» **Brief**
Could you print every line from the first one of the records below through the line containing "pub struct GridConfig", with both included and nothing else?
***** Supplied entries
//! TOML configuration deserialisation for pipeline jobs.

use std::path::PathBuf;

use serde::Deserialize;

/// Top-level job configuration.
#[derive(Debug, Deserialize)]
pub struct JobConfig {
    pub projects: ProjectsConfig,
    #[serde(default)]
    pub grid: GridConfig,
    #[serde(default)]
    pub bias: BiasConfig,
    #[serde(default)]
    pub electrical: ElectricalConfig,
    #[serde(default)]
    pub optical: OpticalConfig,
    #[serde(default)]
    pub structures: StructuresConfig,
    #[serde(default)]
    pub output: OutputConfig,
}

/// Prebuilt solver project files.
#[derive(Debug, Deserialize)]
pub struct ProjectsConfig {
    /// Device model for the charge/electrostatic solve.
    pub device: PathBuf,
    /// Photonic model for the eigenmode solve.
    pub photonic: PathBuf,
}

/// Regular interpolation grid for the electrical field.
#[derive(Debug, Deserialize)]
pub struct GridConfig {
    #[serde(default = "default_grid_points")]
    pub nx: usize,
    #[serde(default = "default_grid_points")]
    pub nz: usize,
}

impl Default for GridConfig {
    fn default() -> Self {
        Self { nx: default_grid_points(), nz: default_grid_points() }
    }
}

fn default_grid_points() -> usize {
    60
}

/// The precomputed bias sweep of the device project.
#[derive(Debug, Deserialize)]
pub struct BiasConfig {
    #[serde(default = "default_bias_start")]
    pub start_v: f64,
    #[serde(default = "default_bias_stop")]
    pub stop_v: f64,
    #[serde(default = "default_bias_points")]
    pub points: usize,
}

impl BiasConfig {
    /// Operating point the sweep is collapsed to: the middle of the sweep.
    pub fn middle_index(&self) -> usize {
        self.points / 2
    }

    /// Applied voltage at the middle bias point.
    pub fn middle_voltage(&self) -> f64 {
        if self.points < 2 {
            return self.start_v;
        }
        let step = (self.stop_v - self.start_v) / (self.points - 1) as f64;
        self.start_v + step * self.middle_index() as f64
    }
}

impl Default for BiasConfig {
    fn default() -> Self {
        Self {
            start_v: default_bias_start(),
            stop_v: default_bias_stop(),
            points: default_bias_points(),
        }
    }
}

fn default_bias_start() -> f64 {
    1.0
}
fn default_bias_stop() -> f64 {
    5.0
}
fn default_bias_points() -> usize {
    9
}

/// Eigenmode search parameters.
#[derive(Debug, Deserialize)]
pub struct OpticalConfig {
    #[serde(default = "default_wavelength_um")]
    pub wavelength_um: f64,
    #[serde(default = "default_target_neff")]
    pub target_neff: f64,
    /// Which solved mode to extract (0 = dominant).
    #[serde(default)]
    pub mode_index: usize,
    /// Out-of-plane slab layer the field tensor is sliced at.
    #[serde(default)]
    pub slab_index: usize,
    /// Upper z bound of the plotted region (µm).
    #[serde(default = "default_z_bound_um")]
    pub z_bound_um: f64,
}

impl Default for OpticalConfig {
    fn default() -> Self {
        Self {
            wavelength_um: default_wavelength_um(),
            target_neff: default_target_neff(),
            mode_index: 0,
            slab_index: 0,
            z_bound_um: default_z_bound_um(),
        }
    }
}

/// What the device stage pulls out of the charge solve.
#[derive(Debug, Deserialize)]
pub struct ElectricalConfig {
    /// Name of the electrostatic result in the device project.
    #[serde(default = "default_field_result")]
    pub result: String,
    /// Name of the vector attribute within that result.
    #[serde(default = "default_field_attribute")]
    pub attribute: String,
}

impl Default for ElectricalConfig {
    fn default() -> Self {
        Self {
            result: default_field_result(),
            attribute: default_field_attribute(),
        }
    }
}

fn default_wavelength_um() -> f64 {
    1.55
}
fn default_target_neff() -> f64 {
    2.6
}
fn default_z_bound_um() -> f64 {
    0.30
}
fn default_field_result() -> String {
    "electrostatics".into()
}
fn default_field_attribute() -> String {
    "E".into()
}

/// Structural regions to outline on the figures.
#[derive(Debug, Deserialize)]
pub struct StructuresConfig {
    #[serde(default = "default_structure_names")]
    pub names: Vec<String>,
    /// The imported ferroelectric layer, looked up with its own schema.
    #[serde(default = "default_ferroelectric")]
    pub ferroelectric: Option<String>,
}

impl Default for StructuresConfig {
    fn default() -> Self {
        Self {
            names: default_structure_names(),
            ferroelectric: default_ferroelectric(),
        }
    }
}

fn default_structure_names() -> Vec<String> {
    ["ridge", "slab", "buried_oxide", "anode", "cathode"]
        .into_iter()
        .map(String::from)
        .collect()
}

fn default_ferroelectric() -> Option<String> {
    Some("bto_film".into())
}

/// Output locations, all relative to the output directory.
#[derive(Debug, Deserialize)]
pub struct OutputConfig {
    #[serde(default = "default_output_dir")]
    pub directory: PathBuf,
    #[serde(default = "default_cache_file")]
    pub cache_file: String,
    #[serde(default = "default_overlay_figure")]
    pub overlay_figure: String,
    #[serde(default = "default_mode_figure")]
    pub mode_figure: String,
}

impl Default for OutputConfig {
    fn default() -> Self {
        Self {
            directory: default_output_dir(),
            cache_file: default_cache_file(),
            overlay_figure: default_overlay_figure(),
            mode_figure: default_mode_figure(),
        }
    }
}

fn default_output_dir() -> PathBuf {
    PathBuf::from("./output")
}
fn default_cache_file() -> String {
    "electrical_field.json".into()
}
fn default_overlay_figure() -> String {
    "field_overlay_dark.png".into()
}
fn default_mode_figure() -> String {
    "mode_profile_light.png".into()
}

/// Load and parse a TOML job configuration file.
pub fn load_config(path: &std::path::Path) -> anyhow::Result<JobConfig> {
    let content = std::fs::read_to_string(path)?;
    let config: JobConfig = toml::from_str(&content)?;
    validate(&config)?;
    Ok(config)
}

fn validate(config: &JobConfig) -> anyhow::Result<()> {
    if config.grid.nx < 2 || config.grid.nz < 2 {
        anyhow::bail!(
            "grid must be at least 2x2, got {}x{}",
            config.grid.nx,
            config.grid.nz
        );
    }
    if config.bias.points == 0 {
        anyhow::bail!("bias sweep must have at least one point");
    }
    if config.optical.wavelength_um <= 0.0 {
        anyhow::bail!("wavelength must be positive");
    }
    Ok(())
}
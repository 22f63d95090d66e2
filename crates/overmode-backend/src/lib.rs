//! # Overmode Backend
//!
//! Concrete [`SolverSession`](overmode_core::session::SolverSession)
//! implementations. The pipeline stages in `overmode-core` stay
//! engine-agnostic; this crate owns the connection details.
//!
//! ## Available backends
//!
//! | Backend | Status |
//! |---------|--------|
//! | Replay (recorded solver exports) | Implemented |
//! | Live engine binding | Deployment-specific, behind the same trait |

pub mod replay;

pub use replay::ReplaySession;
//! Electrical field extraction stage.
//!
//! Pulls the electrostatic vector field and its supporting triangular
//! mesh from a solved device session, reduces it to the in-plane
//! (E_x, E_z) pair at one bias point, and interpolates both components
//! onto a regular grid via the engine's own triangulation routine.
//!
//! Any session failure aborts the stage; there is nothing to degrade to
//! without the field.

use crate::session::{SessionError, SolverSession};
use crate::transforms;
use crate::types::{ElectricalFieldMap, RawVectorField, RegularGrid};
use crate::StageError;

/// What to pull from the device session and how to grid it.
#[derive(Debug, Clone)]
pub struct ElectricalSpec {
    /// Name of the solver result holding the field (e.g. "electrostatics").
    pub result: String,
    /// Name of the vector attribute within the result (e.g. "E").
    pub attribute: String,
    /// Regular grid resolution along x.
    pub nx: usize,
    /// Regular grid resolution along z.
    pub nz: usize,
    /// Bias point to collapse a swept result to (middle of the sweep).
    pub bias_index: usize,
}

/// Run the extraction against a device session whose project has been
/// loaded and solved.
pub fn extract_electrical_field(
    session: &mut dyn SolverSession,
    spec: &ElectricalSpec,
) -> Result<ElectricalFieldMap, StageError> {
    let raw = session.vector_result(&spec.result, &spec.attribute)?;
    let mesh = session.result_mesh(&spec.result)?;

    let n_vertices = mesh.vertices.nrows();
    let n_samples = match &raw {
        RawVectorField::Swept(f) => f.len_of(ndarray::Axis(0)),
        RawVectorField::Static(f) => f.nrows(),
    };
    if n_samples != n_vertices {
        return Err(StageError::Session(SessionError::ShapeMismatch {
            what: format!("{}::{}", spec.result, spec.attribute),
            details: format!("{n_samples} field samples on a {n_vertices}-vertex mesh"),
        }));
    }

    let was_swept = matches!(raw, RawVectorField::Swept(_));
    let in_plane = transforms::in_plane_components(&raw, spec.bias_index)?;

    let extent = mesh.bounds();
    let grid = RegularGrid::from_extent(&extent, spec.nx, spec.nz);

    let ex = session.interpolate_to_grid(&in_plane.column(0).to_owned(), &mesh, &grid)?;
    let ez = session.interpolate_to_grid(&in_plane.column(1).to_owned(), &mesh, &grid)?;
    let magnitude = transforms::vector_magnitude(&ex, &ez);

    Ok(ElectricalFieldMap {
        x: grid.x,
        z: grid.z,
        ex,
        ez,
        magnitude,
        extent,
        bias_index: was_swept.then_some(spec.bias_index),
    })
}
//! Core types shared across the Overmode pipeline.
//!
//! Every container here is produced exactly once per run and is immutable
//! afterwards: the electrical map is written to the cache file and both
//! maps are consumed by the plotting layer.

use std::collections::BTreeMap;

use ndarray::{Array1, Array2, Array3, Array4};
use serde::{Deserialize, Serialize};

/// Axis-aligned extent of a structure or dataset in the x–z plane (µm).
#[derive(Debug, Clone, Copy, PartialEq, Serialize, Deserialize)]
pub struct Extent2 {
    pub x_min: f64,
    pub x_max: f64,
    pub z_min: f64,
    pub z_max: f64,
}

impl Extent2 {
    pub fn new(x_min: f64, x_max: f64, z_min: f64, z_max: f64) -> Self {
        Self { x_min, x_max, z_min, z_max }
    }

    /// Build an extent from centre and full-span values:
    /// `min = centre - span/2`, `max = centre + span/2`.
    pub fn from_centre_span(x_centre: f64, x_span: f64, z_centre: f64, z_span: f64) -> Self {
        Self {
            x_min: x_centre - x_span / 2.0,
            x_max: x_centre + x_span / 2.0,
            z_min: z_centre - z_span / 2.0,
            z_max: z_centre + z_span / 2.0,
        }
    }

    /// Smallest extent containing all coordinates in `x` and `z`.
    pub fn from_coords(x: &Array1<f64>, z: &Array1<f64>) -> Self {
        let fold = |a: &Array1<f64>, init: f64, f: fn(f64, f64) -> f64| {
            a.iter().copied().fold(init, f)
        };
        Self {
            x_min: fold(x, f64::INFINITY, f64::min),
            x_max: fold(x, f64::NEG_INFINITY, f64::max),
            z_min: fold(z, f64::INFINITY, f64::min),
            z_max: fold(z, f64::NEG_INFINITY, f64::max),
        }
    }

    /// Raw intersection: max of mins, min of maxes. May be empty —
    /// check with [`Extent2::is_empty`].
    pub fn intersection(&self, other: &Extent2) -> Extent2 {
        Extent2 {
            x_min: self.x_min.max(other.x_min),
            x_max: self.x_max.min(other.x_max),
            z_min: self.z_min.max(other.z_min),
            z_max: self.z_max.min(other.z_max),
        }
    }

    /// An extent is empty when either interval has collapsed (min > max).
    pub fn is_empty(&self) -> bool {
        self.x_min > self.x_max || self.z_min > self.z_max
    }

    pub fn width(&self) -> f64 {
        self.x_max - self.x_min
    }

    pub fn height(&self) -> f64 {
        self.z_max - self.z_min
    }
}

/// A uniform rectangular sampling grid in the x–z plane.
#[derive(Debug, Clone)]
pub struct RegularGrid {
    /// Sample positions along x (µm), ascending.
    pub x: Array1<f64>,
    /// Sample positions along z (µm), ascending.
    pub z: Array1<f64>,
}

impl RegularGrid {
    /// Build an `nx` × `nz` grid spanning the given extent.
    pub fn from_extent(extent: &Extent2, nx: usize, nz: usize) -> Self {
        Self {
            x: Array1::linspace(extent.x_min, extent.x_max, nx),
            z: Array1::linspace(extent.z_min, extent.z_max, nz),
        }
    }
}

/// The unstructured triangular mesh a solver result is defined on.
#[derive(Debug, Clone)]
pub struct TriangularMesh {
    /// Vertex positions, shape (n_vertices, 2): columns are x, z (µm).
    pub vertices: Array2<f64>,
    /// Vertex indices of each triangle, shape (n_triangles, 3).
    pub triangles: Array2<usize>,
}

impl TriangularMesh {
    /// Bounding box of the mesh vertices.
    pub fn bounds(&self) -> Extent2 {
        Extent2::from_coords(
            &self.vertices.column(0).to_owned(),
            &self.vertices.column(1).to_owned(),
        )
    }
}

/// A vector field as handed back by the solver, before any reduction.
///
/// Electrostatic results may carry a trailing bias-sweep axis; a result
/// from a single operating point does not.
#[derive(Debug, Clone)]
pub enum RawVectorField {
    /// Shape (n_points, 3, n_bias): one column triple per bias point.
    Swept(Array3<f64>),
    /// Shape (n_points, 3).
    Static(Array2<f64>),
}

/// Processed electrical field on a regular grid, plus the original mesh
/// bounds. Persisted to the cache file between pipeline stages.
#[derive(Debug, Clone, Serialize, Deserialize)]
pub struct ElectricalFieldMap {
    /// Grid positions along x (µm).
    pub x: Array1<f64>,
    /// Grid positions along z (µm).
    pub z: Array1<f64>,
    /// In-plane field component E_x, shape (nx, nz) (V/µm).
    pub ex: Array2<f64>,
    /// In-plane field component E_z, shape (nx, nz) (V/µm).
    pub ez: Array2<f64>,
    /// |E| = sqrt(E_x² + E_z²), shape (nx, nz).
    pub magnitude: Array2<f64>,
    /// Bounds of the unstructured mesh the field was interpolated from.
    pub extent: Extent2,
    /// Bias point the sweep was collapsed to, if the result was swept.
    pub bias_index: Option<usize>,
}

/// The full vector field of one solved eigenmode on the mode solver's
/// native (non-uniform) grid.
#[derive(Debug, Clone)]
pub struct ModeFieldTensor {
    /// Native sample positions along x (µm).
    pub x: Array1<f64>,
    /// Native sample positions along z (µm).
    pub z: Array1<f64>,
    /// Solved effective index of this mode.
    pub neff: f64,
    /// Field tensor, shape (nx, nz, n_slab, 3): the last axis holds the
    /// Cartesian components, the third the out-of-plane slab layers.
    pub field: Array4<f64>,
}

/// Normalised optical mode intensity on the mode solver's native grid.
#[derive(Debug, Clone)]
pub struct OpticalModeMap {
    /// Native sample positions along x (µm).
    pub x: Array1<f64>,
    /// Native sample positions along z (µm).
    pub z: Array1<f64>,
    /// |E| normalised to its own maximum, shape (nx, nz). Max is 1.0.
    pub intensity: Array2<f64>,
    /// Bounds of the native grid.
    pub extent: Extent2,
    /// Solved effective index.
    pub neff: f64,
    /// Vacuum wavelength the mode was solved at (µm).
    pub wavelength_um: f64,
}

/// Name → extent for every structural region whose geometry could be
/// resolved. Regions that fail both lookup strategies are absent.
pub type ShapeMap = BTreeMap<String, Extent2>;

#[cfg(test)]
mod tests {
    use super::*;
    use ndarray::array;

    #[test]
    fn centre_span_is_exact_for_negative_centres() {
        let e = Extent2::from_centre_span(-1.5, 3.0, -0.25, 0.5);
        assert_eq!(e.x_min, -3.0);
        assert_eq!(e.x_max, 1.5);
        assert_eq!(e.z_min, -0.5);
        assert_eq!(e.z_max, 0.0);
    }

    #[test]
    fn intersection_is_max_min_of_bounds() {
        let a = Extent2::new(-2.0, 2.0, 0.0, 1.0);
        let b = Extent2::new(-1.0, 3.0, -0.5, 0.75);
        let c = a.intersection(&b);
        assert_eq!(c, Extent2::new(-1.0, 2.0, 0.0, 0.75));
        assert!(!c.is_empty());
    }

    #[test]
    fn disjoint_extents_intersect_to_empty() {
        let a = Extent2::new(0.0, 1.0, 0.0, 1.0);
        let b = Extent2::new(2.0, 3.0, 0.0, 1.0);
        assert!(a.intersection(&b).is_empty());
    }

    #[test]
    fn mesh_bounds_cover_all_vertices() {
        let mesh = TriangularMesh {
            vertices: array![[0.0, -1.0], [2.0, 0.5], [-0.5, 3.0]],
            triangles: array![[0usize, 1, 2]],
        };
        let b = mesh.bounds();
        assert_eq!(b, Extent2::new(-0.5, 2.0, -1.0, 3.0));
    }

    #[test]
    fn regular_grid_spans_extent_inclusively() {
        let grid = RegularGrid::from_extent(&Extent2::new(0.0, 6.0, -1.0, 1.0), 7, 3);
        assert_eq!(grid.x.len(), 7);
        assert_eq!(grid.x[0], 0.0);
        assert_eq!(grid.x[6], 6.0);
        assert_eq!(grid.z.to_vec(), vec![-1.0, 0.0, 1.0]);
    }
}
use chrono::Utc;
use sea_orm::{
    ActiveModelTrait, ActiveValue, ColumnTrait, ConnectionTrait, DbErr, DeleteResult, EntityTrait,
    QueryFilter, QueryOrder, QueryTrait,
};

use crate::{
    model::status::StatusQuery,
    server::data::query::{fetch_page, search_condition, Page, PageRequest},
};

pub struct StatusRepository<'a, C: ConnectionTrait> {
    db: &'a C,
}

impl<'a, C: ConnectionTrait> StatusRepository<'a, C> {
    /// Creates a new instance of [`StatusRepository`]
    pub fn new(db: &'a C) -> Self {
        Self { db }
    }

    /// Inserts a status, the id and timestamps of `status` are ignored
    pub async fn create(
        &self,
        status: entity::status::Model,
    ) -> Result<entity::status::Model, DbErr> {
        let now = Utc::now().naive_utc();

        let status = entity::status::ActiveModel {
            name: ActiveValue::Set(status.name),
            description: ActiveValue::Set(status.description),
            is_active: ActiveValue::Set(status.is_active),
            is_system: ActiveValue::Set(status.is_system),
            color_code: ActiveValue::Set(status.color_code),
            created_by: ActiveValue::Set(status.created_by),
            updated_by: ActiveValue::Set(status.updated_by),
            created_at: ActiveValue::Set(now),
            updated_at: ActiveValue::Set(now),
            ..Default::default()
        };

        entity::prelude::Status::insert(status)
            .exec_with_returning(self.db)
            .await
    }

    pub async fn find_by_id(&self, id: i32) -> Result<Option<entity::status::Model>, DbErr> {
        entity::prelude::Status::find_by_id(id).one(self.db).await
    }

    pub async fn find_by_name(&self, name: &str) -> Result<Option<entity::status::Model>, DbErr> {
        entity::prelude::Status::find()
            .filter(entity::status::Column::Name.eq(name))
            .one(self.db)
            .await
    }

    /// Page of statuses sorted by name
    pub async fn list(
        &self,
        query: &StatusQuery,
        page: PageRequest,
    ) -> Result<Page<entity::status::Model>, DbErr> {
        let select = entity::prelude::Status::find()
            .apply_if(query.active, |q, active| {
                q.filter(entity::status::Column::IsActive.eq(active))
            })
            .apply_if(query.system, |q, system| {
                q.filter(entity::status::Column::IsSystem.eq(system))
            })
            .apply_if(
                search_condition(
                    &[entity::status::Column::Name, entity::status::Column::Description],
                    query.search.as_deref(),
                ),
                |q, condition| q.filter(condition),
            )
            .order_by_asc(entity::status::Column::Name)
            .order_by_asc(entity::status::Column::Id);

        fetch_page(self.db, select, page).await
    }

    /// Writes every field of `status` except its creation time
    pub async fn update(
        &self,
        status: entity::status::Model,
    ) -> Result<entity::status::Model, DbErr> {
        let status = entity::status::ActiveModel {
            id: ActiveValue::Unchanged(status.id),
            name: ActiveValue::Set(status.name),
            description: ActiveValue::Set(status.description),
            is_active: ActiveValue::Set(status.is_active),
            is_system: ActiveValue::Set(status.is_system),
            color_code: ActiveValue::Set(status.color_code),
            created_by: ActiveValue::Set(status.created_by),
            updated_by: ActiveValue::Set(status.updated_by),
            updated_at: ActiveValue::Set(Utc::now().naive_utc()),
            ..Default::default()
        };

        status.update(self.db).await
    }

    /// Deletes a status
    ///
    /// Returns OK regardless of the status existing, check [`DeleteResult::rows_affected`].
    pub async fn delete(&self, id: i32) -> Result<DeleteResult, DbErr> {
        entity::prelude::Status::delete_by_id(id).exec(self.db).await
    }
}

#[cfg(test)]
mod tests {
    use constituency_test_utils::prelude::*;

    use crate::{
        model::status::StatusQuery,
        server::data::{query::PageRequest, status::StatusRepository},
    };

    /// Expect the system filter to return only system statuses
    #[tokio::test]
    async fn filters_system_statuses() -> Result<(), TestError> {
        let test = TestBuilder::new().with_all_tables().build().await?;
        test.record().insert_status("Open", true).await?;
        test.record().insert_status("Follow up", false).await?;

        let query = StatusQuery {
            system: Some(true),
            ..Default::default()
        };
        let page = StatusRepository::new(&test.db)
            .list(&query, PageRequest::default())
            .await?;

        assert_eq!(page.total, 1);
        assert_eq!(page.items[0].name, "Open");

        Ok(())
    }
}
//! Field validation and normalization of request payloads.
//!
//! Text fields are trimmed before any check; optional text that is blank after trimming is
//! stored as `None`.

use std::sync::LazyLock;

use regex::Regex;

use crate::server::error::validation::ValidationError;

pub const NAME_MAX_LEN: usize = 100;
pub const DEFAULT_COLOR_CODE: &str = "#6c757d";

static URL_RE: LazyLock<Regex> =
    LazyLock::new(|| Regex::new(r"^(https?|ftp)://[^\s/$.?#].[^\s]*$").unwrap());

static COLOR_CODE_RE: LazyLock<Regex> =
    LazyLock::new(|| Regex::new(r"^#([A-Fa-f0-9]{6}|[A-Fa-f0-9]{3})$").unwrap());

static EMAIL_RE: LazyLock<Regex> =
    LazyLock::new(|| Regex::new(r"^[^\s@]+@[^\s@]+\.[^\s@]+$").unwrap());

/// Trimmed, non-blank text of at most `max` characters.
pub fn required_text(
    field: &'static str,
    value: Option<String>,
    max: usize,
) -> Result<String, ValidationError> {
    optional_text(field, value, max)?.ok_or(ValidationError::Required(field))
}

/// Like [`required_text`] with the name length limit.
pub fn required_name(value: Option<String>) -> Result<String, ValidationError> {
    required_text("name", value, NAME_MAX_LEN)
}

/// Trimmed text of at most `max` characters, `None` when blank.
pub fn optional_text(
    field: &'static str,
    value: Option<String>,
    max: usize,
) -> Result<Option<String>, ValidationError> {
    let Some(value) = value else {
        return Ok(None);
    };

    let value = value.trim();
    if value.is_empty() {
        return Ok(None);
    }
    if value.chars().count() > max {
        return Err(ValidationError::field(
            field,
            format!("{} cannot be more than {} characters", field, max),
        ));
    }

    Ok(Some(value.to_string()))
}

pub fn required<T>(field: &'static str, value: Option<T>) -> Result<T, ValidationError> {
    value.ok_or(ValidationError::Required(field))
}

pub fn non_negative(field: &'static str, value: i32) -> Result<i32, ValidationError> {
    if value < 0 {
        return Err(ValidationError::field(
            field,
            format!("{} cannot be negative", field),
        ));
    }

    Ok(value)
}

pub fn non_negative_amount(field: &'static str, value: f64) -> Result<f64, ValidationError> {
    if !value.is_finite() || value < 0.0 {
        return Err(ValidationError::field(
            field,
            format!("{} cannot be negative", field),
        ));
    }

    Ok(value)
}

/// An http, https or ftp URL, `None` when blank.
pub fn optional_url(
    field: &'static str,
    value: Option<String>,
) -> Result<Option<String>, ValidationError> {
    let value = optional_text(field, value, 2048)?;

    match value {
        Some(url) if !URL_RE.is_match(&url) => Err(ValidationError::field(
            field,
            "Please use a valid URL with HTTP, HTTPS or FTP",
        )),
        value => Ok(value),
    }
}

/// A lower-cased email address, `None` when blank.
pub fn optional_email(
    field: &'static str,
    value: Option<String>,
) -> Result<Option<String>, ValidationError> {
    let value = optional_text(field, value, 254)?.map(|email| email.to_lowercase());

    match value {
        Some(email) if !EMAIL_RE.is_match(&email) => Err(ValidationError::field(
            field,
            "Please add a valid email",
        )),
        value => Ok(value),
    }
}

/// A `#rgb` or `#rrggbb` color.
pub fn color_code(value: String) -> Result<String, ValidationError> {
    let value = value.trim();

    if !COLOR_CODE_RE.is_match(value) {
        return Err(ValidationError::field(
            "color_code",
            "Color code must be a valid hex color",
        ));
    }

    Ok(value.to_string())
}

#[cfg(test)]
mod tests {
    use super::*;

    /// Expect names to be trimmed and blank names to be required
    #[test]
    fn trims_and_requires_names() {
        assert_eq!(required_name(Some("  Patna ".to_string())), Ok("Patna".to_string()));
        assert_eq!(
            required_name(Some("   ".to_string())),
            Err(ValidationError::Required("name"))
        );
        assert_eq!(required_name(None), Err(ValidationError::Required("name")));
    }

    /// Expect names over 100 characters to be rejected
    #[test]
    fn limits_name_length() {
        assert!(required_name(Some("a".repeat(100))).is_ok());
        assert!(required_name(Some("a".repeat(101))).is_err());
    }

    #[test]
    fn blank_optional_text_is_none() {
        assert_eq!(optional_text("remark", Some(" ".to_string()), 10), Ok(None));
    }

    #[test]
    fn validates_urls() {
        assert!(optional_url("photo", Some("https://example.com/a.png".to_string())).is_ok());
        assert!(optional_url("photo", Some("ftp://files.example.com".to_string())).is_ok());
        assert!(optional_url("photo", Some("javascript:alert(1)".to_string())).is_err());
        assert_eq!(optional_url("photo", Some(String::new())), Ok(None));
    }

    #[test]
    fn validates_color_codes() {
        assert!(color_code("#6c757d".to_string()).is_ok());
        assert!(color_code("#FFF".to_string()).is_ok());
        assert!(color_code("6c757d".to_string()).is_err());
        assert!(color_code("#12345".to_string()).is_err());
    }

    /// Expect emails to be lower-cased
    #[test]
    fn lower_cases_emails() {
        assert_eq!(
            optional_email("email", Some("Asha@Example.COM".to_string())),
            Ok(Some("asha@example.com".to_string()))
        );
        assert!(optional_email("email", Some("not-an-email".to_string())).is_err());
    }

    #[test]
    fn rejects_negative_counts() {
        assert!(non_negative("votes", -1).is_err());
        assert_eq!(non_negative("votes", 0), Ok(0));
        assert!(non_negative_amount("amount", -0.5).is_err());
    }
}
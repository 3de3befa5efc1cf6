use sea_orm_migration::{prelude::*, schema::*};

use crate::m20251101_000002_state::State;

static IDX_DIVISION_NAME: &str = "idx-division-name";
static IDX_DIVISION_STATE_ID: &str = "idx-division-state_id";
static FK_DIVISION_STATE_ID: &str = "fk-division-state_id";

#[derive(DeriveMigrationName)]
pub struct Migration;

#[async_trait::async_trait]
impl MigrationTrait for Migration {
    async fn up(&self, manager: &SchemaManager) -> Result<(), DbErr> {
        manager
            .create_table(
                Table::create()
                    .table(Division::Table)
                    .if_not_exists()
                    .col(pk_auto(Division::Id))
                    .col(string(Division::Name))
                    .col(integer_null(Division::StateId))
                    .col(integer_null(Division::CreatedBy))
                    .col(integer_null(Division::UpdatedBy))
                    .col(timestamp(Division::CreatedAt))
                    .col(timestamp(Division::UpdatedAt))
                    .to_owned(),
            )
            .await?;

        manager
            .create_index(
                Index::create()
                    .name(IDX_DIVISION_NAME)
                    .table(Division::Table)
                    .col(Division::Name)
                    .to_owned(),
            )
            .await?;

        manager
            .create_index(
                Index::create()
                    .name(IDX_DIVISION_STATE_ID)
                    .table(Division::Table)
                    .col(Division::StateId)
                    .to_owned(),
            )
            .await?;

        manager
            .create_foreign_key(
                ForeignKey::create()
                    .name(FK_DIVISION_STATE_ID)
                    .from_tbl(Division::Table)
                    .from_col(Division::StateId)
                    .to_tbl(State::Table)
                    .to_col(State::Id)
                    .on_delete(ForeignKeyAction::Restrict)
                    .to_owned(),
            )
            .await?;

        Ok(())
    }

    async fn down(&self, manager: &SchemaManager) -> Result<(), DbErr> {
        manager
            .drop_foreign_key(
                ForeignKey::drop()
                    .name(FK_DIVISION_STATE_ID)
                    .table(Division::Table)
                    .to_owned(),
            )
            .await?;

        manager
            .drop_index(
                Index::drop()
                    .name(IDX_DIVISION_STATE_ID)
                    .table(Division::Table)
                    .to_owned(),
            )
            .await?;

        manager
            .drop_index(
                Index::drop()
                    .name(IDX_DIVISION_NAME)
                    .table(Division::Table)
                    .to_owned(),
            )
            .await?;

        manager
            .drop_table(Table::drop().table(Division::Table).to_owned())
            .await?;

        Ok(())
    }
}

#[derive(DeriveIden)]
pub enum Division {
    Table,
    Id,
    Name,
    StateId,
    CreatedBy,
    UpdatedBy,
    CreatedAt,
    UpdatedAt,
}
**********
» **Exercise solution**
//! TOML configuration deserialisation for pipeline jobs.

use std::path::PathBuf;

use serde::Deserialize;

/// Top-level job configuration.
#[derive(Debug, Deserialize)]
pub struct JobConfig {
    pub projects: ProjectsConfig,
    #[serde(default)]
    pub grid: GridConfig,
    #[serde(default)]
    pub bias: BiasConfig,
    #[serde(default)]
    pub electrical: ElectricalConfig,
    #[serde(default)]
    pub optical: OpticalConfig,
    #[serde(default)]
    pub structures: StructuresConfig,
    #[serde(default)]
    pub output: OutputConfig,
}

/// Prebuilt solver project files.
#[derive(Debug, Deserialize)]
pub struct ProjectsConfig {
    /// Device model for the charge/electrostatic solve.
    pub device: PathBuf,
    /// Photonic model for the eigenmode solve.
    pub photonic: PathBuf,
}

/// Regular interpolation grid for the electrical field.
#[derive(Debug, Deserialize)]
pub struct GridConfig {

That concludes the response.